Backend improvements (!451) · Merge requests · LHCb / Allen

Daniel Hugo Campora Perez requested to merge dcampora_drop_boost_hana into master Nov 06, 2020

This MR heavily refactors the backend of Allen.

Algorithm changes

Use C++17's ability to convert structs to tuple instead of Boost::HANA. This means that Parameters should now be written as follows:

Old:

  DEFINE_PARAMETERS(
    Parameters,
    (HOST_INPUT(host_number_of_events_t, unsigned), host_number_of_events),
    (HOST_INPUT(host_number_of_cluster_candidates_t, unsigned), host_number_of_cluster_candidates),
    (DEVICE_INPUT(dev_event_list_t, unsigned), dev_event_list),
    (DEVICE_INPUT(dev_candidates_offsets_t, unsigned), dev_candidates_offsets),
    (DEVICE_INPUT(dev_velo_raw_input_t, char), dev_velo_raw_input),
    (DEVICE_INPUT(dev_velo_raw_input_offsets_t, unsigned), dev_velo_raw_input_offsets),
    (DEVICE_OUTPUT(dev_estimated_input_size_t, unsigned), dev_estimated_input_size),
    (DEVICE_OUTPUT(dev_module_candidate_num_t, unsigned), dev_module_candidate_num),
    (DEVICE_OUTPUT(dev_cluster_candidates_t, unsigned), dev_cluster_candidates),
    (PROPERTY(block_dim_t, "block_dim", "block dimensions", DeviceDimensions), block_dim))

New:

  struct Parameters {
    HOST_INPUT(host_number_of_events_t, unsigned) host_number_of_events;
    HOST_INPUT(host_number_of_cluster_candidates_t, unsigned) host_number_of_cluster_candidates;
    DEVICE_INPUT(dev_event_list_t, unsigned) dev_event_list;
    DEVICE_INPUT(dev_candidates_offsets_t, unsigned) dev_candidates_offsets;
    DEVICE_INPUT(dev_velo_raw_input_t, char) dev_velo_raw_input;
    DEVICE_INPUT(dev_velo_raw_input_offsets_t, unsigned) dev_velo_raw_input_offsets;
    DEVICE_OUTPUT(dev_estimated_input_size_t, unsigned) dev_estimated_input_size;
    DEVICE_OUTPUT(dev_module_candidate_num_t, unsigned) dev_module_candidate_num;
    DEVICE_OUTPUT(dev_cluster_candidates_t, unsigned) dev_cluster_candidates;
    PROPERTY(block_dim_t, "block_dim", "block dimensions", DeviceDimensions) block_dim;
  };

Apart from the syntax change to a more C++-like one, PROPERTYs do not have to have instances anymore.
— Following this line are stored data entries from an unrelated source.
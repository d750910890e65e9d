//! wn-model: EPANET INP network model access.
//!
//! Parses the subset of an INP document the analysis pipeline needs
//! (node/link inventory, coordinates, per-link initial status) while
//! keeping the original text, so the document handed to the solver is the
//! user's own model with only link-status overrides applied.

pub mod error;
pub mod inp;
pub mod network;

pub use error::{ModelError, ModelResult};
pub use network::{Link, LinkKind, LinkStatus, NetworkModel, Node, NodeKind};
That means that a PROPERTY may now be defined as below (note the absence of block_dim, an instance of that property before the semicolon). This means that it is now possible for PROPERTYs that are not going to be used in a kernel to not be passed by value to the kernel.

  struct Parameters {
    ...
    PROPERTY(block_dim_t, "block_dim", "block dimensions", DeviceDimensions);
  };

The above has allowed all std::string properties to become instance-less, which was not desirable for GPU kernels.

Framework changes

The above transformation also required some framework changes. The recent developments done for the SYCL branch have been refactored, and the following good practices that are independent of the target code have been developed. These developments, in turn, make the framework better designed and more easily translatable to SYCL in the future, if we decide to do so.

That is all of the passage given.